The New Compendium is a diverse exhibition with a particular sculptural focus. While comprised primarily of new works, there are a number of compelling older works providing internal narrative links.
Chris Charteris’ stacked stone necklace forms (The Meeting Place, Forces of Land and Ocean) are plural metaphors of love, redolent of place. More explicit, specific, cultural motifs arise in the incised geometric patterns carved onto the andesite slab surfaces of Wi ni Bakoa, Rangimarie, and Mauri Ora. Paul Dibble likewise uses symbols and birds as cultural tenets. In compelling, major works, such as (the majestic) Parallel Worlds and The Ark, Dibble melds the past and present together, uniting Christian parable, Polynesian symbols and extinct and threatened birds with explicit dialogues about our stewardship of the environment.
What we see and how we see is a primary concern of Neil Dawson’s work. Using illusion and allusion and architectural language, Dawson masterfully suggests and dissolves by changing scale, recomposing space, using pattern, shape, shadow and light refraction as fundamental presences and key altering devices.
While in many respects John Edgar lets the stone – its acute and particular materiality - do all the talking, his formal design concerns, constrained palette and highly developed awareness of environmental (and celestial) phenomena link his works directly to the layered sensations, changing atmospheres and abstract dialogues present in all of J S Parker’s paintings. Parker’s mottled palette-knife surfaces harness light, the mutability of the seasons, the structures of the river-flats landscape of Marlborough and sky above.
Shane Woolridge also demonstrates an acute sensitivity with stone and to finding the sculpture within. Drop of Water combines Welsh slate and clay brick inclusions: a stacked rhythm and graceful, formal, design rises up. In Stonefruit and Oystercatcher Woolridge has located awe-inspiring representational certainty and literal beauty in breccia and siltstone.
Wayne Barrar’s remarkable photographs of diatom fossils and single-celled algae take us into the world we cannot ordinarily see. Drawn from the astonishingly diverse Oamaru diatom resource (where over 700 species have been identified, many unique to the area and many now extinct), Barrar reveals a hidden world of abstracted patterns, where events are suggested and life presented as frozen in time.

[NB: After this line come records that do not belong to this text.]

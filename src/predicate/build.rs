//! Predicate construction from intent filters, conditions, and time range

use serde_json::Value;
use tracing::warn;

use crate::catalog::Catalog;
use crate::intent::{Condition, Filter, Intent};
use crate::resolver::{resolve_field, Resolution};

/// Build the WHERE-clause body for an intent
///
/// Returns the predicate text with no leading keyword; the caller supplies
/// `WHERE` (or `AND`) when composing the query. Returns the empty string
/// when nothing applies. Fragments are joined with `AND`.
pub fn build_predicate(catalog: &Catalog, intent: &Intent) -> String {
    let mut fragments: Vec<String> = Vec::new();

    if let Some(range) = &intent.time_range {
        let anchor = time_anchor(catalog, intent);
        fragments.push(format!(
            "{} BETWEEN '{}' AND '{}'",
            anchor,
            escape(&range.start.render()),
            escape(&range.end.render()),
        ));
    }

    for filter in &intent.filters {
        if let Some(fragment) = filter_fragment(catalog, filter) {
            fragments.push(fragment);
        }
    }

    for condition in &intent.conditions {
        if let Some(fragment) = condition_fragment(catalog, condition) {
            fragments.push(fragment);
        }
    }

    fragments.join(" AND ")
}

/// The date column the global time range constrains: the date column of
/// the target metric's owning table, falling back to the bare `date`
/// token when nothing resolves.
fn time_anchor(catalog: &Catalog, intent: &Intent) -> String {
    let metric = intent
        .target_field
        .as_deref()
        .or_else(|| intent.fields.first().map(|f| f.as_str()))
        .unwrap_or(crate::generator::DEFAULT_METRIC);

    if let Resolution::Resolved { table, .. } = resolve_field(catalog, metric) {
        if let Some(date_col) = catalog.table(table).and_then(|t| t.date_column()) {
            return format!("{}.{}", table, date_col);
        }
        // Owner has no date column of its own: constrain the related
        // observation side if one exists
        if let Some(join) = catalog
            .relationships
            .iter()
            .find(|j| j.references.eq_ignore_ascii_case(table))
        {
            if let Some(date_col) = catalog.table(&join.table).and_then(|t| t.date_column()) {
                return format!("{}.{}", join.table, date_col);
            }
        }
    }
    "date".to_string()
}

/// One predicate fragment for a filter, or None when the filter is
/// incomplete (a range missing a bound is silently omitted by contract).
fn filter_fragment(catalog: &Catalog, filter: &Filter) -> Option<String> {
    let reference = field_reference(catalog, &filter.field)?;

    if let Some(value) = &filter.value {
        let rendered = scalar_filter_value(catalog, &filter.field, value);
        return Some(format!("{} = {}", reference, rendered));
    }

    if let Some(range) = &filter.range {
        // BETWEEN only when both bounds are present
        let (Some(start), Some(end)) = (range.start, range.end) else {
            return None;
        };
        return Some(format!("{} BETWEEN {} AND {}", reference, start, end));
    }

    if let Some(range) = &filter.date_range {
        let (Some(start), Some(end)) = (&range.start, &range.end) else {
            return None;
        };
        let reference = date_reference(catalog, &filter.field, &reference);
        return Some(format!(
            "{} BETWEEN '{}' AND '{}'",
            reference,
            escape(&start.render()),
            escape(&end.render()),
        ));
    }

    None
}

/// One predicate fragment for a condition
fn condition_fragment(catalog: &Catalog, condition: &Condition) -> Option<String> {
    let reference = field_reference(catalog, &condition.field)?;

    match condition.operator.trim().to_lowercase().as_str() {
        "between" => {
            let Value::Array(bounds) = &condition.value else {
                return None;
            };
            if bounds.len() != 2 {
                return None;
            }
            Some(format!(
                "{} BETWEEN {} AND {}",
                reference,
                render_value(&bounds[0]),
                render_value(&bounds[1]),
            ))
        }
        "in" => {
            let Value::Array(values) = &condition.value else {
                return None;
            };
            let rendered: Vec<String> = values.iter().map(render_value).collect();
            Some(format!("{} IN ({})", reference, rendered.join(", ")))
        }
        op @ ("=" | "==" | "!=" | "<>" | ">" | ">=" | "<" | "<=" | "like") => {
            let op = if op == "==" { "=" } else { op };
            let op = if op == "like" { "LIKE" } else { op };
            Some(format!("{} {} {}", reference, op, render_value(&condition.value)))
        }
        other => {
            // Operators are structural tokens; anything off the allow-list
            // degrades to equality
            warn!(operator = other, field = %condition.field, "unknown condition operator, using =");
            Some(format!("{} = {}", reference, render_value(&condition.value)))
        }
    }
}

/// Qualified `table.field` reference, or the bare field when unresolved.
/// Bare fields must look like identifiers; anything else is dropped.
fn field_reference(catalog: &Catalog, field: &str) -> Option<String> {
    let resolution = resolve_field(catalog, field);
    if let Some(qualified) = resolution.qualified() {
        return Some(qualified);
    }

    let bare = field.trim();
    if is_identifier(bare) {
        warn!(field = bare, "field not in catalog, emitting unqualified");
        Some(bare.to_string())
    } else {
        warn!(field = bare, "field is not a valid identifier, dropping filter");
        None
    }
}

/// The reference a date-range filter constrains: the field itself when it
/// is a date-like column, otherwise the owning table's `date` column.
fn date_reference(catalog: &Catalog, field: &str, fallback: &str) -> String {
    if let Resolution::Resolved { field, table } = resolve_field(catalog, field) {
        let is_date = catalog
            .column_type(table, field)
            .map(|t| t.is_date_like())
            .unwrap_or(false);
        if is_date {
            return format!("{}.{}", table, field);
        }
        return format!("{}.date", table);
    }
    fallback.to_string()
}

/// Render a scalar filter value, applying the active-status mapping
///
/// The `active` flag is stored as 1/0; intents frequently say
/// "active"/"inactive", which map accordingly. Other values pass through
/// the normal quoting rules.
fn scalar_filter_value(catalog: &Catalog, field: &str, value: &Value) -> String {
    if let Resolution::Resolved { field: canonical, .. } = resolve_field(catalog, field) {
        if canonical.eq_ignore_ascii_case("active") {
            if let Value::String(s) = value {
                match s.to_lowercase().as_str() {
                    "active" => return "1".to_string(),
                    "inactive" => return "0".to_string(),
                    _ => {}
                }
            }
        }
    }
    render_value(value)
}

/// Render a value for embedding: numbers and booleans unquoted, strings
/// single-quoted with `''` escaping, null as NULL
pub fn render_value(value: &Value) -> String {
    match value {
        Value::Number(n) => n.to_string(),
        Value::Bool(b) => if *b { "TRUE" } else { "FALSE" }.to_string(),
        Value::String(s) => format!("'{}'", escape(s)),
        Value::Null => "NULL".to_string(),
        other => format!("'{}'", escape(&other.to_string())),
    }
}

fn escape(s: &str) -> String {
    s.replace('\'', "''")
}

fn is_identifier(s: &str) -> bool {
    let mut chars = s.chars();
    match chars.next() {
        Some(c) if c.is_ascii_alphabetic() || c == '_' => {}
        _ => return false,
    }
    chars.all(|c| c.is_ascii_alphanumeric() || c == '_')
}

Graham Bennett’s What’s at Stake is a segment of the globe impaled on spikes and a clarion-call about a world in crisis, where environmental degradation, pollution and resource depletion is observed to be a factual norm. Jenna Packer also directly portrays and confronts such issues, as well as narcissism, vanity and the immorality of the banking industry while traversing time and place, using history, contradiction, myth and humour to build powerful allegories and visual parables.
Glass as a sculptural medium has a dimension no other material has – it has internal space that can be seen changing as it interacts with light, spatial density, viewing position, colour tones and hue. Watcher: Treasures of the Earth is a major new work by Ann Robinson, where the inserts appear like precious, faceted jewels. The Cactus Vase (Sapphire Rose) and Ice Bowl # 89 are amongst Robinson’s most acclaimed forms but what sets these especially apart from all others is that they are using dichroic glass which completely changes colour under florescent light.

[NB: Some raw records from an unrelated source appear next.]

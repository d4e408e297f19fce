//! Error types for clinquery

use std::fmt;

/// Errors that can occur while loading a schema catalog
#[derive(Debug)]
pub enum ParseError {
    /// IO error reading file
    Io {
        path: String,
        source: std::io::Error,
    },
    /// YAML deserialization error
    Yaml {
        source: serde_yaml::Error,
    },
}

impl fmt::Display for ParseError {
    fn fmt(&self, f: &mut fmt::Formatter<'_>) -> fmt::Result {
        match self {
            ParseError::Io { path, source } => {
                write!(f, "Failed to read '{}': {}", path, source)
            }
            ParseError::Yaml { source } => {
                write!(f, "Invalid YAML: {}", source)
            }
        }
    }
}

impl std::error::Error for ParseError {
    fn source(&self) -> Option<&(dyn std::error::Error + 'static)> {
        match self {
            ParseError::Io { source, .. } => Some(source),
            ParseError::Yaml { source } => Some(source),
        }
    }
}

impl From<serde_yaml::Error> for ParseError {
    fn from(err: serde_yaml::Error) -> Self {
        ParseError::Yaml { source: err }
    }
}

Stephen Bradbourne and Emily Siddell’s complementary skill set and symbiotic practice is wonderfully demonstrated in three Still Life sets – Grey, Tea, Amber. Comprised of everyday objects (glasses, bottles, cups, vases, bowls, containers) and imbued with the languages of mundanity and the history of the New Zealand home and kitchen, these sets become so much more.
Terry Stringer’s We are Shaped by our Childhoods is noticeably protective and tender in sentiment, with the transformation from one image to the next and those sharp contrasts wonderfully delivered.